Daniel Oesterreich von „International Justice Mission“, einer Organisation, die sich weltweit dem Kampf gegen Menschenhandel und moderner Sklaverei widmet, hielt die Laudatio. Er wies auf die Gefährdung von Flüchtlingen auf allen Fluchtrouten – auch an den europäischen Grenzen hin: „Das ist einer der Gründe, weshalb ich die Wahl von Frau Dr. Fessaha als diesjährige Preisträgerin so sehr begrüße: ihr Einsatz hat Leuchtkraft für ein hochaktuelles geopolitisches und humanitäres Thema. Menschen auf der Flucht sind nämlich in besonderer Weise schutzlos und somit angreifbar. Groß ist somit die Gefahr, ins Zielvisier von Menschenhändlern und anderen Kriminellen zu geraten.“

Dr. Alganesh Fessaha freute sich über die Auszeichnung. „Ich möchte allen ganz herzlich danken, die an dieser Veranstaltung heute teilnehmen“, sagte sie in der Videoschalte aus Afrika. Sie kümmere sich in der NGO Gandhi insbesondre um Kinder in mehreren afrikanischen Ländern und Indien. „Wir betreuen auch Frauen, die von ihren Männern schwer misshandelt worden sind oder die sich für politische Themen eingesetzt haben und dafür ins Gefängnis geworfen worden sind. Aus der Hand von Menschenhändlern, die mit Menschen aber auch mit Organen handeln, haben wir insgesamt 10.000 Frauen und Kinder befreit.“ Und weitere 750 Kinder seien aus der Hand von Organhändlern in Sicherheit gebracht worden. Wenn jemand sie frage, wieso sie das tue: „Ich antworte dann, ich kann gar nicht damit aufhören. Diejenigen, die vor mir diese Arbeit getan haben, haben ebenfalls so wie ich ihr Leben für andere Menschen hingegeben.“ Das sei für sie der Grund, mit dieser Arbeit niemals aufzuhören.

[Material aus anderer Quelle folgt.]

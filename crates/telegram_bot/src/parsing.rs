use engine::{EngineError, SpendingMode, Usd};

#[derive(Debug, PartialEq, Eq, thiserror::Error)]
pub(crate) enum ParseError {
    #[error("missing amount")]
    Missing,
    #[error("invalid amount: {0}")]
    InvalidAmount(String),
    #[error("amount must be greater than zero")]
    NotPositive,
    #[error("unknown mode \"{0}\", choose conservative, balanced or growth")]
    UnknownMode(String),
}

/// Parses the argument of `/spend` and `/transfer`.
///
/// Accepts `12`, `12.50`, `12,50` and `$12.50`; the first token is the amount
/// and anything after it is ignored.
pub(crate) fn parse_amount(input: &str) -> Result<Usd, ParseError> {
    let Some(token) = input.split_whitespace().next() else {
        return Err(ParseError::Missing);
    };

    let amount: Usd = token.parse().map_err(|err| match err {
        EngineError::InvalidAmount(reason) => ParseError::InvalidAmount(reason),
        other => ParseError::InvalidAmount(other.to_string()),
    })?;
    if !amount.is_positive() {
        return Err(ParseError::NotPositive);
    }
    Ok(amount)
}

/// Parses the argument of `/mode`. `None` means no argument was given.
pub(crate) fn parse_mode(input: &str) -> Result<Option<SpendingMode>, ParseError> {
    let trimmed = input.trim();
    if trimmed.is_empty() {
        return Ok(None);
    }
    trimmed
        .parse()
        .map(Some)
        .map_err(|_| ParseError::UnknownMode(trimmed.to_string()))
}

#[cfg(test)]
mod tests {
    use rust_decimal_macros::dec;

    use super::*;

    #[test]
    fn plain_and_decorated_amounts() {
        assert_eq!(parse_amount("50").unwrap(), Usd::new(dec!(50)));
        assert_eq!(parse_amount(" $12,50 ").unwrap(), Usd::new(dec!(12.5)));
        assert_eq!(parse_amount("7.25 coffee").unwrap(), Usd::new(dec!(7.25)));
    }

    #[test]
    fn missing_amount() {
        assert_eq!(parse_amount("   ").unwrap_err(), ParseError::Missing);
    }

    #[test]
    fn rejects_zero_negative_and_garbage() {
        assert_eq!(parse_amount("0").unwrap_err(), ParseError::NotPositive);
        assert_eq!(parse_amount("-5").unwrap_err(), ParseError::NotPositive);
        assert!(matches!(
            parse_amount("lots").unwrap_err(),
            ParseError::InvalidAmount(_)
        ));
        assert_eq!(
            parse_amount("1.0000001").unwrap_err(),
            ParseError::InvalidAmount("too many decimals".to_string())
        );
    }

    #[test]
    fn modes() {
        assert_eq!(parse_mode("").unwrap(), None);
        assert_eq!(parse_mode(" Growth ").unwrap(), Some(SpendingMode::Growth));
        assert_eq!(
            parse_mode("yolo").unwrap_err(),
            ParseError::UnknownMode("yolo".to_string())
        );
    }
}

Seit 1981 werden mit der Pfarrer-Georg-Fritze-Gedächtnisgabe zunächst jährlich, seit 2003 alle zwei Jahre, Menschen und Institutionen gewürdigt, die sich für die Opfer von Diktatur, Gewalt und Menschenrechtsverletzungen stark machen oder selbst zu Opfern wurden. Wer Preisträger wird, entscheiden die Teilnehmerinnen und Teilnehmer der Kreissynode Köln-Mitte aufgrund von Vorschlägen zumeist aus den Gemeinden. Untern den Preisträgerinnen und Preisträgern der vergangenen Jahre waren unter anderem der kürzlich verstorbene Schriftsteller Dogan Akhanli, Pfarrer i.R. Chu Yiu-Ming, Menschenrechtsaktivist in Hong Kong und Aktion Sühnezeichen Friedensdienste ASF.

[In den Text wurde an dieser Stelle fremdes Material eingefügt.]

use std::io;

use thiserror::Error;

use super::state::ConnectionState;

/// Rejections raised before a metric ever reaches the buffer.
#[derive(Error, Debug, Clone, PartialEq)]
pub enum ValidationError {
    #[error("metric name must not be empty")]
    EmptyName,

    #[error("metric name {name:?} contains whitespace")]
    WhitespaceInName { name: String },

    #[error("metric {name:?} has non-finite value {value}")]
    NonFiniteValue { name: String, value: f64 },

    #[error("namespace {namespace:?} must match [A-Za-z0-9._-]")]
    InvalidNamespace { namespace: String },

    #[error("invalid host string {host:?}: {reason}")]
    InvalidHost { host: String, reason: &'static str },
}

/// An illegal connection-state transition. Always a logic bug in this crate.
#[derive(Error, Debug, Clone, Copy, PartialEq, Eq)]
#[error("illegal connection state transition {from} -> {to}")]
pub struct ProtocolViolation {
    pub from: ConnectionState,
    pub to: ConnectionState,
}

/// Payload encode/decode failures.
#[derive(Error, Debug, Clone, PartialEq)]
pub enum CodecError {
    #[error("payload of {len} bytes exceeds the 4-byte length prefix")]
    PayloadTooLarge { len: usize },

    #[error("unexpected end of payload at offset {offset}")]
    Truncated { offset: usize },

    #[error("unsupported opcode 0x{opcode:02x} at offset {offset}")]
    UnsupportedOpcode { opcode: u8, offset: usize },

    #[error("malformed payload: {0}")]
    Malformed(&'static str),
}

/// Errors surfaced by sessions and the reliable transport.
#[derive(Error, Debug, Clone)]
pub enum TransportError {
    #[error(transparent)]
    Validation(#[from] ValidationError),

    #[error(transparent)]
    Protocol(#[from] ProtocolViolation),

    #[error(transparent)]
    Codec(#[from] CodecError),

    #[error("{op}: {message}")]
    Io {
        op: &'static str,
        kind: io::ErrorKind,
        message: String,
    },

    #[error("not connected")]
    NotConnected,

    #[error("transport closed before the flush completed")]
    Cancelled,
}

impl TransportError {
    pub(crate) fn io(op: &'static str, err: &io::Error) -> Self {
        Self::Io {
            op,
            kind: err.kind(),
            message: err.to_string(),
        }
    }
}

/// Connection failures worth retrying with backoff. Everything else is fatal.
pub fn is_retryable(kind: io::ErrorKind) -> bool {
    matches!(
        kind,
        io::ErrorKind::ConnectionRefused
            | io::ErrorKind::ConnectionReset
            | io::ErrorKind::ConnectionAborted
    )
}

Stichwort: Kirchenkreis Köln-Mitte

Der Evangelische Kirchenkreis Köln-Mitte setzt sich aus den sechs Gemeinden Köln, Riehl, Nippes, Lindenthal, Klettenberg und Deutz/Poll zusammen. In den Gemeinden leben rund 44.000 evangelische Christinnen und Christen. Geleitet wird der Kirchenkreis Köln-Mitte von Superintendentin Susanne Beuth gemeinsam mit dem Kreissynodalvorstand.